● Task objective:
Please return every line of the listing. Keep each one exact.

● Dataset content:
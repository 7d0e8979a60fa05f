//! Registry configuration

/// Default number of chunks buffered between a producer and its broadcast loop
pub const DEFAULT_INGEST_CAPACITY: usize = 1024;

/// Default per-quality rendezvous slot capacity
pub const RENDEZVOUS_CAPACITY: usize = 1;

/// Default quality created for every producer
pub const DEFAULT_QUALITY: &str = "source";

/// Configuration for the stream registry
#[derive(Debug, Clone)]
pub struct RegistryConfig {
    /// Capacity of each quality's ingest sink.
    ///
    /// When full, the producer's send waits for the broadcast loop.
    pub ingest_capacity: usize,

    /// Name of the quality a producer publishes into
    pub default_quality: String,
}

impl Default for RegistryConfig {
    fn default() -> Self {
        Self {
            ingest_capacity: DEFAULT_INGEST_CAPACITY,
            default_quality: DEFAULT_QUALITY.to_string(),
        }
    }
}

impl RegistryConfig {
    /// Set the ingest sink capacity (clamped to at least 1)
    pub fn ingest_capacity(mut self, capacity: usize) -> Self {
        self.ingest_capacity = capacity.max(1);
        self
    }

    /// Set the default quality name
    pub fn default_quality(mut self, name: impl Into<String>) -> Self {
        self.default_quality = name.into();
        self
    }
}

#[cfg(test)]
mod tests {
    use super::*;

    #[test]
    fn test_default_config() {
        let config = RegistryConfig::default();
        assert_eq!(config.ingest_capacity, 1024);
        assert_eq!(config.default_quality, "source");
    }

    #[test]
    fn test_ingest_capacity_clamped() {
        let config = RegistryConfig::default().ingest_capacity(0);
        assert_eq!(config.ingest_capacity, 1);
    }
}
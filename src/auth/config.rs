//! Authentication configuration

use std::collections::HashMap;
use std::sync::Arc;

use serde::Deserialize;

use super::{AuthBackend, AuthError, BasicBackend, BypassBackend, LdapBackend, LdapConfig};

/// Which backend checks producer credentials
#[derive(Debug, Clone, Copy, Default, PartialEq, Eq, Deserialize)]
#[serde(rename_all = "lowercase")]
pub enum AuthBackendKind {
    /// No backend: every producer is accepted
    #[default]
    None,
    /// Explicit accept-all backend
    Bypass,
    /// Static identity → Argon2 hash map
    Basic,
    /// Bind against an LDAP directory
    Ldap,
}

/// Credentials for the basic backend
#[derive(Debug, Clone, Default, Deserialize)]
#[serde(default)]
pub struct BasicConfig {
    /// Identity → PHC password hash
    pub credentials: HashMap<String, String>,
}

/// Authentication configuration
#[derive(Debug, Clone, Default, Deserialize)]
#[serde(default)]
pub struct AuthConfig {
    pub backend: AuthBackendKind,
    pub basic: BasicConfig,
    pub ldap: LdapConfig,
}

impl AuthConfig {
    /// Select the backend kind
    pub fn backend(mut self, kind: AuthBackendKind) -> Self {
        self.backend = kind;
        self
    }

    /// Add a basic credential
    pub fn credential(mut self, identity: impl Into<String>, hash: impl Into<String>) -> Self {
        self.basic.credentials.insert(identity.into(), hash.into());
        self
    }

    /// Set the LDAP backend settings
    pub fn ldap(mut self, config: LdapConfig) -> Self {
        self.ldap = config;
        self
    }

    /// Build the configured backend; `None` means open mode
    pub fn init(&self) -> Result<Option<Arc<dyn AuthBackend>>, AuthError> {
        let backend: Option<Arc<dyn AuthBackend>> = match self.backend {
            AuthBackendKind::None => None,
            AuthBackendKind::Bypass => Some(Arc::new(BypassBackend::new())),
            AuthBackendKind::Basic => {
                Some(Arc::new(BasicBackend::new(self.basic.credentials.clone())?))
            }
            AuthBackendKind::Ldap => Some(Arc::new(LdapBackend::new(self.ldap.clone())?)),
        };

        match &backend {
            Some(backend) => tracing::info!(backend = backend.name(), "Authentication backend initialized"),
            None => tracing::warn!("No authentication backend, accepting every producer"),
        }

        Ok(backend)
    }
}
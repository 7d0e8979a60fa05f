//! Error types for the fanout server

use std::time::Duration;

use thiserror::Error;

use crate::auth::AuthError;
use crate::registry::RegistryError;

/// Result alias used throughout the crate
pub type Result<T> = std::result::Result<T, Error>;

/// Top-level error type
#[derive(Debug, Error)]
pub enum Error {
    /// Transport read/write failure
    #[error("I/O error: {0}")]
    Io(#[from] std::io::Error),

    /// Stream or quality table failure
    #[error(transparent)]
    Registry(#[from] RegistryError),

    /// The authentication backend failed to check a credential
    #[error("authentication backend error: {0}")]
    Auth(#[from] AuthError),

    /// The backend rejected the producer's credential
    #[error("authentication failed for stream {0}")]
    AuthenticationFailed(String),

    /// The connection identifier could not be parsed
    #[error("invalid stream identifier: {0}")]
    InvalidIdentifier(String),

    /// The client did not send its identifier in time
    #[error("handshake timed out after {0:?}")]
    HandshakeTimeout(Duration),

    /// Invalid configuration
    #[error("configuration error: {0}")]
    Config(String),
}

impl Error {
    /// Errors caused by the peer rather than by this server
    pub fn is_client_error(&self) -> bool {
        matches!(
            self,
            Error::Registry(_)
                | Error::AuthenticationFailed(_)
                | Error::InvalidIdentifier(_)
                | Error::HandshakeTimeout(_)
        )
    }
}

#[cfg(test)]
mod tests {
    use super::*;

    #[test]
    fn test_from_registry_error() {
        let err: Error = RegistryError::StreamNotFound("demo".into()).into();
        assert_eq!(err.to_string(), "stream not found: demo");
        assert!(err.is_client_error());
    }

    #[test]
    fn test_io_is_not_client_error() {
        let err: Error = std::io::Error::new(std::io::ErrorKind::BrokenPipe, "gone").into();
        assert!(!err.is_client_error());
    }
}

● Completed exercise:
repository 7d0e8979a60fa05f
//! Registry configuration

/// Default number of chunks buffered between a producer and its broadcast loop
pub const DEFAULT_INGEST_CAPACITY: usize = 1024;

/// Default per-quality rendezvous slot capacity
pub const RENDEZVOUS_CAPACITY: usize = 1;

/// Default quality created for every producer
pub const DEFAULT_QUALITY: &str = "source";

/// Configuration for the stream registry
#[derive(Debug, Clone)]
pub struct RegistryConfig {
    /// Capacity of each quality's ingest sink.
    ///
    /// When full, the producer's send waits for the broadcast loop.
    pub ingest_capacity: usize,

    /// Name of the quality a producer publishes into
    pub default_quality: String,
}

impl Default for RegistryConfig {
    fn default() -> Self {
        Self {
            ingest_capacity: DEFAULT_INGEST_CAPACITY,
            default_quality: DEFAULT_QUALITY.to_string(),
        }
    }
}

impl RegistryConfig {
    /// Set the ingest sink capacity (clamped to at least 1)
    pub fn ingest_capacity(mut self, capacity: usize) -> Self {
        self.ingest_capacity = capacity.max(1);
        self
    }

    /// Set the default quality name
    pub fn default_quality(mut self, name: impl Into<String>) -> Self {
        self.default_quality = name.into();
        self
    }
}

#[cfg(test)]
mod tests {
    use super::*;

    #[test]
    fn test_default_config() {
        let config = RegistryConfig::default();
        assert_eq!(config.ingest_capacity, 1024);
        assert_eq!(config.default_quality, "source");
    }

    #[test]
    fn test_ingest_capacity_clamped() {
        let config = RegistryConfig::default().ingest_capacity(0);
        assert_eq!(config.ingest_capacity, 1);
    }
}
filename src/auth/config.rs
//! Authentication configuration

use std::collections::HashMap;
use std::sync::Arc;

use serde::Deserialize;

use super::{AuthBackend, AuthError, BasicBackend, BypassBackend, LdapBackend, LdapConfig};

/// Which backend checks producer credentials
#[derive(Debug, Clone, Copy, Default, PartialEq, Eq, Deserialize)]
#[serde(rename_all = "lowercase")]
pub enum AuthBackendKind {
    /// No backend: every producer is accepted
    #[default]
    None,
    /// Explicit accept-all backend
    Bypass,
    /// Static identity → Argon2 hash map
    Basic,
    /// Bind against an LDAP directory
    Ldap,
}

/// Credentials for the basic backend
#[derive(Debug, Clone, Default, Deserialize)]
#[serde(default)]
pub struct BasicConfig {
    /// Identity → PHC password hash
    pub credentials: HashMap<String, String>,
}

/// Authentication configuration
#[derive(Debug, Clone, Default, Deserialize)]
#[serde(default)]
pub struct AuthConfig {
    pub backend: AuthBackendKind,
    pub basic: BasicConfig,
    pub ldap: LdapConfig,
}

impl AuthConfig {
    /// Select the backend kind
    pub fn backend(mut self, kind: AuthBackendKind) -> Self {
        self.backend = kind;
        self
    }

    /// Add a basic credential
    pub fn credential(mut self, identity: impl Into<String>, hash: impl Into<String>) -> Self {
        self.basic.credentials.insert(identity.into(), hash.into());
        self
    }

    /// Set the LDAP backend settings
    pub fn ldap(mut self, config: LdapConfig) -> Self {
        self.ldap = config;
        self
    }

    /// Build the configured backend; `None` means open mode
    pub fn init(&self) -> Result<Option<Arc<dyn AuthBackend>>, AuthError> {
        let backend: Option<Arc<dyn AuthBackend>> = match self.backend {
            AuthBackendKind::None => None,
            AuthBackendKind::Bypass => Some(Arc::new(BypassBackend::new())),
            AuthBackendKind::Basic => {
                Some(Arc::new(BasicBackend::new(self.basic.credentials.clone())?))
            }
            AuthBackendKind::Ldap => Some(Arc::new(LdapBackend::new(self.ldap.clone())?)),
        };

        match &backend {
            Some(backend) => tracing::info!(backend = backend.name(), "Authentication backend initialized"),
            None => tracing::warn!("No authentication backend, accepting every producer"),
        }

        Ok(backend)
    }
}
repository 7d0e8979a60fa05f
//! Error types for the fanout server

use std::time::Duration;

use thiserror::Error;

use crate::auth::AuthError;
use crate::registry::RegistryError;

/// Result alias used throughout the crate
pub type Result<T> = std::result::Result<T, Error>;

/// Top-level error type
#[derive(Debug, Error)]
pub enum Error {
    /// Transport read/write failure
    #[error("I/O error: {0}")]
    Io(#[from] std::io::Error),

    /// Stream or quality table failure
    #[error(transparent)]
    Registry(#[from] RegistryError),

    /// The authentication backend failed to check a credential
    #[error("authentication backend error: {0}")]
    Auth(#[from] AuthError),

    /// The backend rejected the producer's credential
    #[error("authentication failed for stream {0}")]
    AuthenticationFailed(String),

    /// The connection identifier could not be parsed
    #[error("invalid stream identifier: {0}")]
    InvalidIdentifier(String),

    /// The client did not send its identifier in time
    #[error("handshake timed out after {0:?}")]
    HandshakeTimeout(Duration),

    /// Invalid configuration
    #[error("configuration error: {0}")]
    Config(String),
}

impl Error {
    /// Errors caused by the peer rather than by this server
    pub fn is_client_error(&self) -> bool {
        matches!(
            self,
            Error::Registry(_)
                | Error::AuthenticationFailed(_)
                | Error::InvalidIdentifier(_)
                | Error::HandshakeTimeout(_)
        )
    }
}

#[cfg(test)]
mod tests {
    use super::*;

    #[test]
    fn test_from_registry_error() {
        let err: Error = RegistryError::StreamNotFound("demo".into()).into();
        assert_eq!(err.to_string(), "stream not found: demo");
        assert!(err.is_client_error());
    }

    #[test]
    fn test_io_is_not_client_error() {
        let err: Error = std::io::Error::new(std::io::ErrorKind::BrokenPipe, "gone").into();
        assert!(!err.is_client_error());
    }
}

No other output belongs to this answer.